- _Task to carry out_
What you return must be the lines of the data that hold the word "info".

--*--

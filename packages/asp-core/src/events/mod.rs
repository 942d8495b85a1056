//! Event system for observing session activity.
//!
//! This module provides:
//! - [`EventEmitter`] trait for domain services to emit events
//! - [`BroadcastEvent`] and its per-category variants
//!
//! The transport implementation (WebSocket control messages, metrics
//! exporters, whatever a host application wires up) lives outside this
//! crate; [`crate::events::bridge::BroadcastEventBridge`] only fans events
//! out to in-process subscribers.

mod bridge;
mod emitter;

pub use bridge::BroadcastEventBridge;
pub use emitter::{EventEmitter, LoggingEventEmitter, NoopEventEmitter};

use serde::Serialize;

/// Events broadcast to in-process observers of a running session.
#[derive(Debug, Clone, Serialize)]
#[serde(tag = "category", rename_all = "camelCase")]
pub enum BroadcastEvent {
    /// Events about a Session's lifecycle and state transitions.
    Session(SessionEvent),

    /// Events about a Response's lifecycle.
    Response(ResponseEvent),

    /// Events from the voice activity detector.
    Vad(VadEvent),

    /// Backpressure and jitter-buffer events.
    Backpressure(BackpressureEvent),
}

/// Events related to Session lifecycle and state transitions (§4.4).
#[derive(Debug, Clone, Serialize)]
#[serde(tag = "type", rename_all = "camelCase")]
pub enum SessionEvent {
    /// A session was accepted and is now `Active/Listening`.
    Started {
        session_id: String,
        timestamp: u64,
    },
    /// The session's state machine transitioned.
    StateChanged {
        session_id: String,
        from: String,
        to: String,
        timestamp: u64,
    },
    /// The session ended, gracefully or otherwise.
    Ended {
        session_id: String,
        frames_in: u64,
        frames_out: u64,
        utterances: u64,
        barge_ins: u64,
        timestamp: u64,
    },
}

/// Events related to a Response's lifecycle (§3, §4.6).
#[derive(Debug, Clone, Serialize)]
#[serde(tag = "type", rename_all = "camelCase")]
pub enum ResponseEvent {
    /// A response began generating for an utterance.
    Generating {
        session_id: String,
        response_id: String,
        utterance_id: String,
        timestamp: u64,
    },
    /// The first outbound frame was handed to the transport.
    Streaming {
        session_id: String,
        response_id: String,
        first_audio_latency_ms: u64,
        timestamp: u64,
    },
    /// The response completed normally.
    Done {
        session_id: String,
        response_id: String,
        audio_bytes: u64,
        timestamp: u64,
    },
    /// The response was aborted by barge-in, timeout, or provider failure.
    Cancelled {
        session_id: String,
        response_id: String,
        reason: String,
        timestamp: u64,
    },
}

/// Events from the voice activity detector (§4.2).
#[derive(Debug, Clone, Serialize)]
#[serde(tag = "type", rename_all = "camelCase")]
pub enum VadEvent {
    SpeechBegin {
        session_id: String,
        utterance_id: String,
        timestamp: u64,
    },
    SpeechEnd {
        session_id: String,
        utterance_id: String,
        frame_count: u64,
        timestamp: u64,
    },
    BargeIn {
        session_id: String,
        cancelled_response_id: String,
        timestamp: u64,
    },
}

/// Backpressure and jitter-buffer events (§4.5, §5).
#[derive(Debug, Clone, Serialize)]
#[serde(tag = "type", rename_all = "camelCase")]
pub enum BackpressureEvent {
    /// The server's transport-writer queue crossed `tx_high_watermark`.
    TxQueueHigh {
        session_id: String,
        queue_len: usize,
        timestamp: u64,
    },
    /// The queue drained back below `tx_low_watermark`.
    TxQueueDrained {
        session_id: String,
        timestamp: u64,
    },
    /// The client's jitter buffer overflowed and dropped the oldest frame.
    JitterBufferOverflow {
        session_id: String,
        dropped_seq: u32,
        timestamp: u64,
    },
    /// The client's jitter buffer underran and silence was injected.
    JitterBufferUnderrun {
        session_id: String,
        timestamp: u64,
    },
}

impl From<SessionEvent> for BroadcastEvent {
    fn from(event: SessionEvent) -> Self {
        BroadcastEvent::Session(event)
    }
}

impl From<ResponseEvent> for BroadcastEvent {
    fn from(event: ResponseEvent) -> Self {
        BroadcastEvent::Response(event)
    }
}

impl From<VadEvent> for BroadcastEvent {
    fn from(event: VadEvent) -> Self {
        BroadcastEvent::Vad(event)
    }
}

impl From<BackpressureEvent> for BroadcastEvent {
    fn from(event: BackpressureEvent) -> Self {
        BroadcastEvent::Backpressure(event)
    }
}
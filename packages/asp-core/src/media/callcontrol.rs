//! `CallControl` tool sink (§6): invoked by the pipeline at tool-call time,
//! after the response boundary (§4.6). Errors surface as an error control
//! message; they never roll back already-dispatched audio.

use async_trait::async_trait;

use crate::error::AspResult;

#[async_trait]
pub trait CallControl: Send + Sync {
    async fn transfer(&self, channel_id: &str, destination: &str) -> AspResult<()>;

    async fn hangup(&self, channel_id: &str) -> AspResult<()>;
}

/// Reference `CallControl`: logs the invocation and always succeeds.
pub struct NoopCallControl;

#[async_trait]
impl CallControl for NoopCallControl {
    async fn transfer(&self, channel_id: &str, destination: &str) -> AspResult<()> {
        log::info!("[CallControl] transfer {} -> {}", channel_id, destination);
        Ok(())
    }

    async fn hangup(&self, channel_id: &str) -> AspResult<()> {
        log::info!("[CallControl] hangup {}", channel_id);
        Ok(())
    }
}

#[cfg(test)]
mod tests {
    use super::*;

    #[tokio::test]
    async fn noop_call_control_always_succeeds() {
        let cc = NoopCallControl;
        assert!(cc.transfer("call-1", "+15551234567").await.is_ok());
        assert!(cc.hangup("call-1").await.is_ok());
    }
}
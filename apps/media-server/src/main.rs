//! ASP Media Server - standalone driver for the Audio Session Protocol's
//! client side: owns a (simulated) telephony leg and speaks ASP to a
//! conversation server over WebSocket.

mod driver;
mod transport;

use std::sync::Arc;

use anyhow::{Context, Result};
use asp_core::vad::VadConfig as CoreVadConfig;
use asp_core::{AudioFormat, Encoding, NoopCallControl, SimulatedMediaChannel};
use clap::Parser;
use tokio::signal;
use tokio_util::sync::CancellationToken;

use crate::driver::{run_driver, DriverConfig};
use crate::transport::TungsteniteTransport;

/// ASP Media Server.
#[derive(Parser, Debug)]
#[command(name = "media-server")]
#[command(author, version, about, long_about = None)]
struct Args {
    /// Conversation server WebSocket URL.
    #[arg(short, long, default_value = "ws://127.0.0.1:8765/ws", env = "ASP_SERVER_URL")]
    server_url: String,

    /// Identifier for the simulated call leg.
    #[arg(short, long, default_value = "sim-call-1")]
    channel_id: String,

    /// Amplitude of the synthesised capture tone (0 = silence, never speaks).
    #[arg(short, long, default_value_t = 6000)]
    tone_amplitude: i16,

    /// Log level (error, warn, info, debug, trace).
    #[arg(short, long, default_value = "info", env = "ASP_LOG_LEVEL")]
    log_level: log::LevelFilter,
}

#[tokio::main]
async fn main() -> Result<()> {
    let args = Args::parse();

    env_logger::Builder::new()
        .filter_level(args.log_level)
        .format_timestamp_millis()
        .init();

    log::info!("ASP Media Server v{}", env!("CARGO_PKG_VERSION"));

    // `SimulatedMediaChannel` always produces/consumes linear PCM16 bytes
    // regardless of the encoding its `AudioFormat` is tagged with, so the
    // simulated leg here is pinned to `pcm_s16le` to keep frame sizes
    // consistent between capture and the codec adapter.
    let telephony_format = AudioFormat::new(8_000, Encoding::PcmS16le, 20);
    let sim_channel = Arc::new(SimulatedMediaChannel::tone(
        args.channel_id.clone(),
        telephony_format,
        args.tone_amplitude,
    ));
    let call_control = Arc::new(NoopCallControl);

    let cancel = CancellationToken::new();
    let driver_cancel = cancel.clone();
    let capture_cancel = cancel.clone();

    // Stands in for the hardware/RTP receive path: generates one capture
    // frame per `frame_ms` tick so the driver's capture loop has something
    // to read.
    let capture_source = Arc::clone(&sim_channel);
    let capture_task = tokio::spawn(async move {
        let mut ticker = tokio::time::interval(std::time::Duration::from_millis(
            telephony_format.frame_ms as u64,
        ));
        loop {
            tokio::select! {
                _ = capture_cancel.cancelled() => break,
                _ = ticker.tick() => capture_source.generate_capture_frame(),
            }
        }
    });

    let channel: Arc<dyn asp_core::MediaChannel> = sim_channel;

    let transport = TungsteniteTransport::connect(&args.server_url)
        .await
        .with_context(|| format!("failed to connect to {}", args.server_url))?;

    log::info!("connected to {}", args.server_url);

    let config = DriverConfig {
        server_url: args.server_url.clone(),
        telephony_format,
        vad: CoreVadConfig {
            frame_ms: telephony_format.frame_ms,
            ..CoreVadConfig::default()
        },
        system_prompt_ref: None,
    };

    let driver_handle = tokio::spawn(async move {
        if let Err(e) = run_driver(transport, channel, call_control, config, driver_cancel).await {
            log::error!("driver error: {e}");
        }
    });

    shutdown_signal().await;
    log::info!("shutdown signal received, cancelling session...");
    cancel.cancel();
    let _ = driver_handle.await;
    let _ = capture_task.await;

    log::info!("shutdown complete");
    Ok(())
}

async fn shutdown_signal() {
    let ctrl_c = async {
        signal::ctrl_c()
            .await
            .expect("failed to install Ctrl+C handler");
    };

    #[cfg(unix)]
    let terminate = async {
        signal::unix::signal(signal::unix::SignalKind::terminate())
            .expect("failed to install SIGTERM handler")
            .recv()
            .await;
    };

    #[cfg(not(unix))]
    let terminate = std::future::pending::<()>();

    tokio::select! {
        _ = ctrl_c => {},
        _ = terminate => {},
    }
}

--*--

- _Task answer_
        log::info!("[CallControl] transfer {} -> {}", channel_id, destination);
        log::info!("[CallControl] hangup {}", channel_id);
    /// Log level (error, warn, info, debug, trace).
    #[arg(short, long, default_value = "info", env = "ASP_LOG_LEVEL")]
    log::info!("ASP Media Server v{}", env!("CARGO_PKG_VERSION"));
    log::info!("connected to {}", args.server_url);
    log::info!("shutdown signal received, cancelling session...");
    log::info!("shutdown complete");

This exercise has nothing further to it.